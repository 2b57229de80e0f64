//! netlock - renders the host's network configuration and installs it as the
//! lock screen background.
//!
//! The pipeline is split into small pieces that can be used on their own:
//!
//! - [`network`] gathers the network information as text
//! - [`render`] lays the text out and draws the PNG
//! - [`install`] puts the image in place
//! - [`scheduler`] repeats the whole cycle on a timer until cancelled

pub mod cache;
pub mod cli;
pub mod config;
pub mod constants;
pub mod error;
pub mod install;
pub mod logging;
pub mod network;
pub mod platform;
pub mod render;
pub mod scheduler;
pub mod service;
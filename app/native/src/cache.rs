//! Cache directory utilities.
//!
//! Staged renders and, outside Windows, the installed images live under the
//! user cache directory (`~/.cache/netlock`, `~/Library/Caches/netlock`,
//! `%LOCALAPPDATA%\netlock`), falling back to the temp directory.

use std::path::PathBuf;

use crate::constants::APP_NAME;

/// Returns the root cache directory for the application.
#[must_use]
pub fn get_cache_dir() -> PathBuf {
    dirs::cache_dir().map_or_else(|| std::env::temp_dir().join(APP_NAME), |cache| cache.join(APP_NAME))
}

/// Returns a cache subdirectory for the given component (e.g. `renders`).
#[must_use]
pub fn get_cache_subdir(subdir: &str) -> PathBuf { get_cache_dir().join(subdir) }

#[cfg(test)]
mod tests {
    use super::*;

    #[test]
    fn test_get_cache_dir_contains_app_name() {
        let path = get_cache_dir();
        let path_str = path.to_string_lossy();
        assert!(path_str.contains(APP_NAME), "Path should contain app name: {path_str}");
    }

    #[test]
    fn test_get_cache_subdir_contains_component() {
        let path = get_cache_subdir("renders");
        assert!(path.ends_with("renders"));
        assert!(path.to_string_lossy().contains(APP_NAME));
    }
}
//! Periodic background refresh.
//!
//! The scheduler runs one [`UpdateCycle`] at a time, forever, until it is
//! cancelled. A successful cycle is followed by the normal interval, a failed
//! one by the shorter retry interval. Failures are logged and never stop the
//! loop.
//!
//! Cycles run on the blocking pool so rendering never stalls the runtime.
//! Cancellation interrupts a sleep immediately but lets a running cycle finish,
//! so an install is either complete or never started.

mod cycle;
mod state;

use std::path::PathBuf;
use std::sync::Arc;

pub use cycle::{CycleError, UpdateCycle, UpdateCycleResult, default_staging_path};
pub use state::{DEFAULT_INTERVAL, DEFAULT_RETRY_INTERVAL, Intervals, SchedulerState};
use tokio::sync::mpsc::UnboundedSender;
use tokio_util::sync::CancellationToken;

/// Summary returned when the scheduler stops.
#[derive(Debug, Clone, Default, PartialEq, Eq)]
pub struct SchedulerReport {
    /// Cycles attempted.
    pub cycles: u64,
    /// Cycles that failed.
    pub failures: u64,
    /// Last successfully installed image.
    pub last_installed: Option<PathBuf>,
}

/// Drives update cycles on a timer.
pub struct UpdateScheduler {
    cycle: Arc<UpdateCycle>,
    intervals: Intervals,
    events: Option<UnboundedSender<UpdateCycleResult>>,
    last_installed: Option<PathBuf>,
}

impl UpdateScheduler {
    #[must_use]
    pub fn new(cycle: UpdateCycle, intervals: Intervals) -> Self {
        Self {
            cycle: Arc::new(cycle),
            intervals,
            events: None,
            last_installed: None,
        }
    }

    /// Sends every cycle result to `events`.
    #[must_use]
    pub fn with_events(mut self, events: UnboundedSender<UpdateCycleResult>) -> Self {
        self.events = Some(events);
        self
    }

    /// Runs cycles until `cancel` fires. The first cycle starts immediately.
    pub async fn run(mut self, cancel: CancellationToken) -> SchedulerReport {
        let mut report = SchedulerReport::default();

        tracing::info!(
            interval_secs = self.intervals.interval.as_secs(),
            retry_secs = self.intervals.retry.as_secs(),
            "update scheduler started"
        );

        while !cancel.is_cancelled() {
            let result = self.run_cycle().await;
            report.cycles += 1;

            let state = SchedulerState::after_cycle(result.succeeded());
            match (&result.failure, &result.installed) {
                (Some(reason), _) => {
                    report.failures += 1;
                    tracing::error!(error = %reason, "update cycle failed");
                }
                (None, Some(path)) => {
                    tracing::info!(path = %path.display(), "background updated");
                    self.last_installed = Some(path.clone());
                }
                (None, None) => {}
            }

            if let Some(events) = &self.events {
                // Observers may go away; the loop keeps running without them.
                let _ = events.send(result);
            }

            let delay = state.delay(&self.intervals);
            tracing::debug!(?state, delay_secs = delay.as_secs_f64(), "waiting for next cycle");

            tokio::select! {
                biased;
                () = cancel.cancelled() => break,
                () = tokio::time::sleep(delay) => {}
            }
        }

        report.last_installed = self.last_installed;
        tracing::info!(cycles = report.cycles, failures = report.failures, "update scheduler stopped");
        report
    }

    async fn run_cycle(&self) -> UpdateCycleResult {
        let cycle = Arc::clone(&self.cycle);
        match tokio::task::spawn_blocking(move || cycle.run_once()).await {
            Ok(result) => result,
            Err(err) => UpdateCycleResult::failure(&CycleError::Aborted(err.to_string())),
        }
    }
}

○ ○ ○ ○ ○

Work item
State the count of lines holding the string "immediately" in the listing above, and nothing else.

Solution to this problem
2